Meta-freundliche Nachrichten setzen sich fort: Forschungsunternehmen Citrini setzt auf Google mit einer 150 USD-Neuauflage
Nach Überwachung durch Dynamic Insight legt der Herausgeber des „AI Doomsday Report“, Citrini, nahe, dass eine Börse vor einer starken Rallye stehen könnte. Sobald der Marktzyklus abgeschlossen ist, wird der Markt rückblickend behaupten, dass es „offensichtlich“ war, und so tun, als hätten alle bei Kursrückgängen gekauft.
Citrini bezeichnet dieses Phänomen als den „Google $150-Effekt“: Viel Skepsis während der Konsolidierung, gefolgt von dem Anspruch aller, sie hätten den Anstieg schon immer vorhergesehen.
Meta veröffentlichte gestern eine Reihe positiver Nachrichten. Der nächste Generation eigene KI-Chip, Iris, soll im September eingeführt werden. Das Unternehmen plant, seine Rechenleistung von 7 GW in diesem Jahr auf 14 GW bis 2027 zu erhöhen. Muse Spark 1.1 hat ebenfalls begonnen, durch eine API-Gebühr monetarisiert zu werden, was den ersten direkten Verkauf von groß angelegten Modell-Services an Entwickler durch Meta markiert.
Anschließend stieg der Aktienkurs von Meta um 4,7 %. Die bisherige Hauptsorge des Marktes war die Schwierigkeit, die enormen KI-Investitionen wieder hereinzuholen. Nun verschiebt sich der Fokus auf Kostensenkungen durch eigene Chips, Umsatzsteigerungen aus Werbung und Monetarisierung der Modell-APIs.
Haftungsausschluss: Der Inhalt dieses Artikels gibt ausschließlich die Meinung des Autors wieder und repräsentiert nicht die Plattform in irgendeiner Form. Dieser Artikel ist nicht dazu gedacht, als Referenz für Investitionsentscheidungen zu dienen.
Das könnte Ihnen auch gefallen
Nvidia hat stillschweigend den Umfang der OpenAI-Rechenzentrumsbürgschaft von 250 Milliarden Dollar auf weniger als 120 Milliarden Dollar reduziert.

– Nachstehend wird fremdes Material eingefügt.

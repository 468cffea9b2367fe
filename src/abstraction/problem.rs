// Copyright 2024 the spbfs developers
//
// Permission is hereby granted, free of charge, to any person obtaining a copy of
// this software and associated documentation files (the "Software"), to deal in
// the Software without restriction, including without limitation the rights to
// use, copy, modify, merge, publish, distribute, sublicense, and/or sell copies of
// the Software, and to permit persons to whom the Software is furnished to do so,
// subject to the following conditions:
//
// The above copyright notice and this permission notice shall be included in all
// copies or substantial portions of the Software.
//
// THE SOFTWARE IS PROVIDED "AS IS", WITHOUT WARRANTY OF ANY KIND, EXPRESS OR
// IMPLIED, INCLUDING BUT NOT LIMITED TO THE WARRANTIES OF MERCHANTABILITY, FITNESS
// FOR A PARTICULAR PURPOSE AND NONINFRINGEMENT. IN NO EVENT SHALL THE AUTHORS OR
// COPYRIGHT HOLDERS BE LIABLE FOR ANY CLAIM, DAMAGES OR OTHER LIABILITY, WHETHER
// IN AN ACTION OF CONTRACT, TORT OR OTHERWISE, ARISING FROM, OUT OF OR IN
// CONNECTION WITH THE SOFTWARE OR THE USE OR OTHER DEALINGS IN THE SOFTWARE.

//! This module defines the contract of a problem instance. An implementation
//! of the `Problem` trait is the *only* thing a client must provide in order
//! to run any of the engines of this library on its own state space.

use crate::Cost;

/// This trait defines the "contract" of what defines a searchable problem
/// instance. The state space is implicit: it is spanned by repeatedly taking
/// the successors of the initial state. There is deliberately no separate
/// goal predicate: a state is a goal if and only if its heuristic estimate
/// is zero, which keeps one virtual call out of the hot loop of every engine.
///
/// The admissibility (and, where relevant, consistency) of the heuristic is
/// the problem's responsibility: the engines perform no validation and only
/// promise optimal paths when the estimate never overshoots.
pub trait Problem {
    /// Any type implementing `Problem` must specify the type of its states.
    /// The engines additionally require states to be `Eq + Hash + Clone` (the
    /// closed table is keyed by state), which is expressed as a bound on the
    /// engine implementations rather than here.
    type State;

    /// This method returns the state in which every search starts.
    fn initial_state(&self) -> Self::State;

    /// This method returns the ordered sequence of states reachable from
    /// `state` in one step. The sequence is finite and possibly empty; it may
    /// contain `state` itself, in which case the engines filter the self-loop
    /// out.
    fn successors(&self, state: &Self::State) -> Vec<Self::State>;

    /// This method returns the (non-negative) cost of moving from `state` to
    /// the given `successor`.
    fn cost(&self, state: &Self::State, successor: &Self::State) -> Cost;

    /// This method returns a non-negative estimate of the cost remaining from
    /// `state` to the closest goal. An estimate of zero *defines* `state` as
    /// a goal.
    fn heuristic(&self, state: &Self::State) -> Cost;

    /// This method returns a strict upper bound on the number of successors
    /// any single state can have. The bulk-synchronous engine uses it to size
    /// the successor buffers it hands out to its workers.
    fn max_action_count(&self) -> usize;
}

Nvidia und OpenAI stehen kurz davor, eine Vereinbarung zur Finanzierung eines Rechenzentrums in Ohio zu unterzeichnen. Allerdings wurde die finanzielle Bürgschaft von Nvidia von ursprünglich 250 Milliarden US-Dollar auf weniger als 120 Milliarden US-Dollar reduziert, was nur die erste Phase des Projekts mit etwa 5 GW Rechenleistung abdeckt. Diese Anpassung resultiert direkt aus der Sorge der Investoren über Nvidias Risikoposition – nachdem der ursprüngliche Bürgschaftsplan von 250 Milliarden US-Dollar bekannt wurde, fiel der Nvidia-Aktienkurs an nur einem Tag um 5 %. Die Vereinbarung könnte bereits am Wochenende unterzeichnet werden.

Die Ivy League setzt auf Weltraumwetten: Harvard hat einen SpaceX-Posten im Wert von 2.2 Milliarden US-Dollar offengelegt – die größte Einzelaktienposition.
Harvard University Investment Management Company hat offengelegt, dass sie SpaceX-Aktien im Wert von 2.2 Milliarden Dollar hält und damit die größte Einzelaktienposition ihres 4.3 Milliarden Dollar umfassenden US-Aktienportfolios darstellt. Dieses Investment stammt aus der frühen Beteiligung Harvards an SpaceX durch Risikokapitalfonds; nach dem Börsengang von SpaceX im Juni dieses Jahres hat sich der Wert deutlich gesteigert. Zur gleichen Zeit hat die University of California etwa 1 Milliarden Dollar in SpaceX investiert. Mehrere Universitätsstiftungsfonds haben in den letzten zehn Jahren intensiv auf private Tech-Assets gesetzt.